Il rimpianto è sempre rimpianto per un oggetto perduto

 

Si muove insistentemente nel rimpianto il senso, la sensazione, ma soprattutto il pensiero del perduto. Perduto il tempo, perduto l’amore, perduta la persona, perduta la propria ricchezza, la propria potenza, perduto il futuro.

 

E io ci piango sopra due volte o, meglio, una infinità di volte se il mio pensiero resta fermo là.

 

Il pensiero di perduto è nel tempo che passa e ne ingigantisce la valenza e la portata, la durezza e la pesantezza: più il tempo passa e più il mio attaccamento al rimpianto, all’oggetto perduto mi assorbe energia per fare buttare foglie nuove ma già secche del mio albero.

Direi che il passare stesso del tempo genera la “categoria” del perduto.

 

Il rimpianto, in questo senso, è una categoria del passato che il mio presente perpetua se io non elaboro o non compio azione di narrazione.

 

Cos’è narrazione del rimpianto? E’ semplicemente farne la storia, dirla e riconoscerla a me stesso, ammettere la mia responsabilità (e non colpa) per il fatto che ho perduto l’oggetto. Un pensiero, in altre parole, del presente che lanci un ponte verso il passato nel tentativo di riponderarlo, di recuperarlo nella sua realtà e di riconoscerlo come tale.

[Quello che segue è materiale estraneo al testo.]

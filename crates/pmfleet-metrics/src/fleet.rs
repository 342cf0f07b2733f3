//! ---
//! ems_section: "03-persistence-logging"
//! ems_subsection: "module"
//! ems_type: "source"
//! ems_scope: "code"
//! ems_description: "Per-device poll metrics and published fleet aggregates."
//! ems_version: "v0.0.0-prealpha"
//! ems_owner: "tbd"
//! ---
use anyhow::{Context, Result};
use prometheus::{GaugeVec, Histogram, HistogramOpts, IntCounterVec, IntGauge, Opts};

use crate::{registered, SharedRegistry};

#[derive(Debug, Clone, Copy, PartialEq, Eq)]
pub enum PollOutcome {
    Ok,
    Error,
}

impl PollOutcome {
    fn label(self) -> &'static str {
        match self {
            PollOutcome::Ok => "ok",
            PollOutcome::Error => "error",
        }
    }
}

#[derive(Clone, Debug)]
pub struct FleetMetrics {
    registry: SharedRegistry,
    devices_total: IntGauge,
    polls_total: IntCounterVec,
    poll_seconds: Histogram,
    power_w: GaugeVec,
    power_w_last15m_avg: GaugeVec,
    fleet_metric: GaugeVec,
}

impl FleetMetrics {
    pub fn new(registry: SharedRegistry) -> Result<Self> {
        let poll_buckets = prometheus::exponential_buckets(0.001, 2.0, 14)
            .context("failed to construct histogram buckets")?;
        let per_device = |name: &str, help: &str| GaugeVec::new(Opts::new(name, help), &["device"]);

        Ok(Self {
            devices_total: registered(
                &registry,
                IntGauge::new("pmfleet_devices_total", "Number of power meters being polled")?,
            )?,
            polls_total: registered(
                &registry,
                IntCounterVec::new(
                    Opts::new("pmfleet_polls_total", "Poll cycles by device and outcome"),
                    &["device", "outcome"],
                )?,
            )?,
            poll_seconds: registered(
                &registry,
                Histogram::with_opts(
                    HistogramOpts::new("pmfleet_poll_seconds", "Duration of one poll cycle")
                        .buckets(poll_buckets),
                )?,
            )?,
            power_w: registered(
                &registry,
                per_device("pmfleet_power_w", "Latest real import power per device")?,
            )?,
            power_w_last15m_avg: registered(
                &registry,
                per_device(
                    "pmfleet_power_w_last15m_avg",
                    "Trailing fifteen-minute average real import power per device",
                )?,
            )?,
            fleet_metric: registered(
                &registry,
                GaugeVec::new(
                    Opts::new(
                        "pmfleet_fleet_metric",
                        "Fleet aggregates by operator, group and statistic",
                    ),
                    &["operator", "group", "stat"],
                )?,
            )?,
            registry,
        })
    }

    pub fn registry(&self) -> SharedRegistry {
        self.registry.clone()
    }

    pub fn set_device_count(&self, count: usize) {
        self.devices_total.set(count as i64);
    }

    pub fn record_poll(&self, device: &str, outcome: PollOutcome, seconds: f64) {
        self.polls_total
            .with_label_values(&[device, outcome.label()])
            .inc();
        self.poll_seconds.observe(seconds);
    }

    pub fn set_power(&self, device: &str, power_w: f64, last15m_avg_w: f64) {
        self.power_w.with_label_values(&[device]).set(power_w);
        self.power_w_last15m_avg
            .with_label_values(&[device])
            .set(last15m_avg_w);
    }

    /// Replace every published aggregate with `rows` of
    /// `(operator, group, stat, value)`.
    pub fn publish_fleet<'a, I>(&self, rows: I)
    where
        I: IntoIterator<Item = (&'a str, &'a str, &'a str, f64)>,
    {
        self.fleet_metric.reset();
        for (operator, group, stat, value) in rows {
            self.fleet_metric
                .with_label_values(&[operator, group, stat])
                .set(value);
        }
    }
}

Allora la catena della ripetizione dolorosa potrebbe anche essere spezzata.

 

 

L’oggetto perduto io lo vedrei sostanzialmente come la perdita della/e occasioni, proprio nella sua accezione di “oggetto”. Una cosa che mi è uscita dalle tasche come pèotrebbero essere le chiavi di casa o della macchina.

Si tratta della classica occasione perduta su cui io macino e ri-macino il mio pensiero senza ovviamente farne farina. Non solo perché indietro non si può tornare ma soprattutto perché io sono portato a vedere nella “occasione perduta” un agente che ha compiuto opera di abbandono nei miei confronti, mi ha offeso non badando a me. Vissuta da certe persone (specie del versante paranoico) nella accezione del dolore procurato, del tradimento.

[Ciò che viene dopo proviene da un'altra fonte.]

//! ---
//! ems_section: "01-core-functionality"
//! ems_subsection: "module"
//! ems_type: "source"
//! ems_scope: "code"
//! ems_description: "Shared per-device fleet entries read by aggregation passes."
//! ems_version: "v0.0.0-prealpha"
//! ems_owner: "tbd"
//! ---
use std::sync::Arc;

use chrono::{DateTime, Utc};
use indexmap::IndexMap;
use parking_lot::RwLock;
use pmfleet_common::DeviceConfig;
use serde::{Deserialize, Serialize};
use serde_json::Value;

/// Static device metadata used by filters and group keys.
#[derive(Debug, Clone, PartialEq, Eq, Serialize, Deserialize)]
pub struct EntryInfo {
    #[serde(skip_serializing_if = "Option::is_none")]
    pub pos: Option<String>,
    #[serde(skip_serializing_if = "Option::is_none")]
    pub container: Option<String>,
    pub address: String,
    pub port: u16,
    #[serde(skip_serializing_if = "Option::is_none")]
    pub unit_id: Option<u8>,
}

impl From<&DeviceConfig> for EntryInfo {
    fn from(device: &DeviceConfig) -> Self {
        Self {
            pos: device.pos.clone(),
            container: device.container.clone(),
            address: device.address.clone(),
            port: device.port,
            unit_id: device.unit_id,
        }
    }
}

/// Outcome of the most recent polls. `snap` survives a failed poll.
#[derive(Debug, Clone, Default, PartialEq, Serialize, Deserialize)]
pub struct LastPoll {
    #[serde(skip_serializing_if = "Option::is_none")]
    pub snap: Option<Value>,
    #[serde(skip_serializing_if = "Option::is_none")]
    pub ts: Option<DateTime<Utc>>,
    #[serde(skip_serializing_if = "Option::is_none")]
    pub err: Option<String>,
}

#[derive(Debug, Clone, PartialEq, Serialize, Deserialize)]
pub struct FleetEntry {
    pub id: String,
    pub info: EntryInfo,
    #[serde(default)]
    pub last: LastPoll,
}

impl FleetEntry {
    pub fn to_value(&self) -> Value {
        serde_json::to_value(self).unwrap_or(Value::Null)
    }
}

/// Device id → entry, in configuration order.
#[derive(Debug, Clone, Default)]
pub struct FleetState {
    inner: Arc<RwLock<IndexMap<String, FleetEntry>>>,
}

impl FleetState {
    pub fn new() -> Self {
        Self::default()
    }

    pub fn register(&self, id: &str, info: EntryInfo) {
        self.inner.write().insert(
            id.to_owned(),
            FleetEntry {
                id: id.to_owned(),
                info,
                last: LastPoll::default(),
            },
        );
    }

    pub fn record_snapshot(&self, id: &str, snap: Value, ts: DateTime<Utc>) {
        if let Some(entry) = self.inner.write().get_mut(id) {
            entry.last = LastPoll {
                snap: Some(snap),
                ts: Some(ts),
                err: None,
            };
        }
    }

    /// Keep the previous snapshot and note why the latest poll failed.
    pub fn record_error(&self, id: &str, err: String) {
        if let Some(entry) = self.inner.write().get_mut(id) {
            entry.last.err = Some(err);
        }
    }

    pub fn get(&self, id: &str) -> Option<FleetEntry> {
        self.inner.read().get(id).cloned()
    }

    pub fn entries(&self) -> Vec<FleetEntry> {
        self.inner.read().values().cloned().collect()
    }

    /// Entries as JSON, the shape aggregation operators read.
    pub fn values(&self) -> Vec<Value> {
        self.inner.read().values().map(FleetEntry::to_value).collect()
    }

    pub fn len(&self) -> usize {
        self.inner.read().len()
    }

    pub fn is_empty(&self) -> bool {
        self.inner.read().is_empty()
    }
}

Non il mio pensiero estimativo o valutativo che non ha funzionato, non un errore di giudizio, non un incidente di percorso, bensì la volontà di altro (o anche di qualcun altro reale) che si è preso gioco della mia buona fede.

Come se un patto fosse stato infranto. In effetti quello stato affettivo che noi definiamo angoscia non avviene perchè l’oggetto amato, in qualche modo, se ne va o ci abbandona, bensì perchè questo oggetto amato ha compiuto una trasgressione nei confronti della regola, del patto, della sanzione di unione che noi ci eravamo illusi di avere stipulato.

 

La frase del tradimento potrebbe essere questa: “Tu manchi apposta là dove io ti ho forzato di esserci”.

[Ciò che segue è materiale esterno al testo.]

//! ---
//! ems_section: "03-persistence-logging"
//! ems_subsection: "module"
//! ems_type: "source"
//! ems_scope: "code"
//! ems_description: "Process-level metrics for the fleet daemon."
//! ems_version: "v0.0.0-prealpha"
//! ems_owner: "tbd"
//! ---
use std::time::Duration;

use anyhow::{Context, Result};
use prometheus::{GaugeVec, Histogram, HistogramOpts, IntCounter, IntGaugeVec, Opts};

use crate::{registered, SharedRegistry};

/// What the daemon knows once its configuration is loaded.
#[derive(Debug, Clone, Copy)]
pub struct StartupReport<'a> {
    pub version: &'a str,
    pub profile: &'a str,
    pub config_load: Duration,
    pub devices_configured: usize,
    /// Devices with an address, port and unit id.
    pub devices_connectable: usize,
}

#[derive(Clone, Debug)]
pub struct DaemonMetrics {
    registry: SharedRegistry,
    starts_total: IntCounter,
    config_load_seconds: Histogram,
    build_info: GaugeVec,
    configured_devices: IntGaugeVec,
}

impl DaemonMetrics {
    pub fn new(registry: SharedRegistry) -> Result<Self> {
        let buckets = prometheus::exponential_buckets(0.0005, 2.0, 12)
            .context("failed to construct config load buckets")?;
        Ok(Self {
            starts_total: registered(
                &registry,
                IntCounter::new("pmfleetd_starts_total", "Daemon starts")?,
            )?,
            config_load_seconds: registered(
                &registry,
                Histogram::with_opts(
                    HistogramOpts::new(
                        "pmfleetd_config_load_seconds",
                        "Time to read, parse and validate the fleet configuration",
                    )
                    .buckets(buckets),
                )?,
            )?,
            build_info: registered(
                &registry,
                GaugeVec::new(
                    Opts::new("pmfleetd_build_info", "Version and build profile, always 1"),
                    &["version", "profile"],
                )?,
            )?,
            configured_devices: registered(
                &registry,
                IntGaugeVec::new(
                    Opts::new(
                        "pmfleetd_configured_devices",
                        "Configured power meters by whether they can be connected",
                    ),
                    &["state"],
                )?,
            )?,
            registry,
        })
    }

    pub fn registry(&self) -> SharedRegistry {
        self.registry.clone()
    }

    /// Count one start and publish what it loaded.
    pub fn record_start(&self, report: StartupReport<'_>) {
        self.starts_total.inc();
        self.config_load_seconds
            .observe(report.config_load.as_secs_f64());
        self.build_info.reset();
        self.build_info
            .with_label_values(&[report.version, report.profile])
            .set(1.0);
        let skipped = report
            .devices_configured
            .saturating_sub(report.devices_connectable);
        self.configured_devices
            .with_label_values(&["connectable"])
            .set(report.devices_connectable as i64);
        self.configured_devices
            .with_label_values(&["skipped"])
            .set(skipped as i64);
    }
}

#[cfg(test)]
mod tests {
    use super::*;
    use crate::{new_registry, render};

    fn report() -> StartupReport<'static> {
        StartupReport {
            version: "0.1.0",
            profile: "debug",
            config_load: Duration::from_millis(2),
            devices_configured: 4,
            devices_connectable: 3,
        }
    }

    #[test]
    fn start_publishes_build_and_device_counts() {
        let registry = new_registry();
        let metrics = DaemonMetrics::new(registry.clone()).unwrap();
        metrics.record_start(report());

        let text = render(&registry).unwrap();
        assert!(text.contains("pmfleetd_starts_total 1"));
        assert!(text.contains("pmfleetd_config_load_seconds_count 1"));
        assert!(text.contains("version=\"0.1.0\""));
        assert!(text.contains("pmfleetd_configured_devices{state=\"connectable\"} 3"));
        assert!(text.contains("pmfleetd_configured_devices{state=\"skipped\"} 1"));
    }

    #[test]
    fn build_info_keeps_a_single_series() {
        let registry = new_registry();
        let metrics = DaemonMetrics::new(registry.clone()).unwrap();
        metrics.record_start(report());
        metrics.record_start(StartupReport {
            version: "0.2.0",
            ..report()
        });

        let text = render(&registry).unwrap();
        assert!(text.contains("pmfleetd_starts_total 2"));
        assert!(!text.contains("version=\"0.1.0\""));
        assert!(text.contains("version=\"0.2.0\""));
    }

    #[test]
    fn double_registration_fails() {
        let registry = new_registry();
        DaemonMetrics::new(registry.clone()).unwrap();
        assert!(DaemonMetrics::new(registry).is_err());
    }
}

Ad essere colpito e affondato è il desiderio: da qui l’angoscia, anche nella formulazione freudiana di inesprimibilità libidica.

 

Il rimpianto allora è un piangere ulteriormente (ri) sul tradimento che l’altro (uomo donna amico padre madre figlio sorte destino etc.ha compiuto verso la mia fede.

 

Non dimentichiamo, infine, che chi rimpiange e soffre per questo sentimento si sente sempre in buona fede.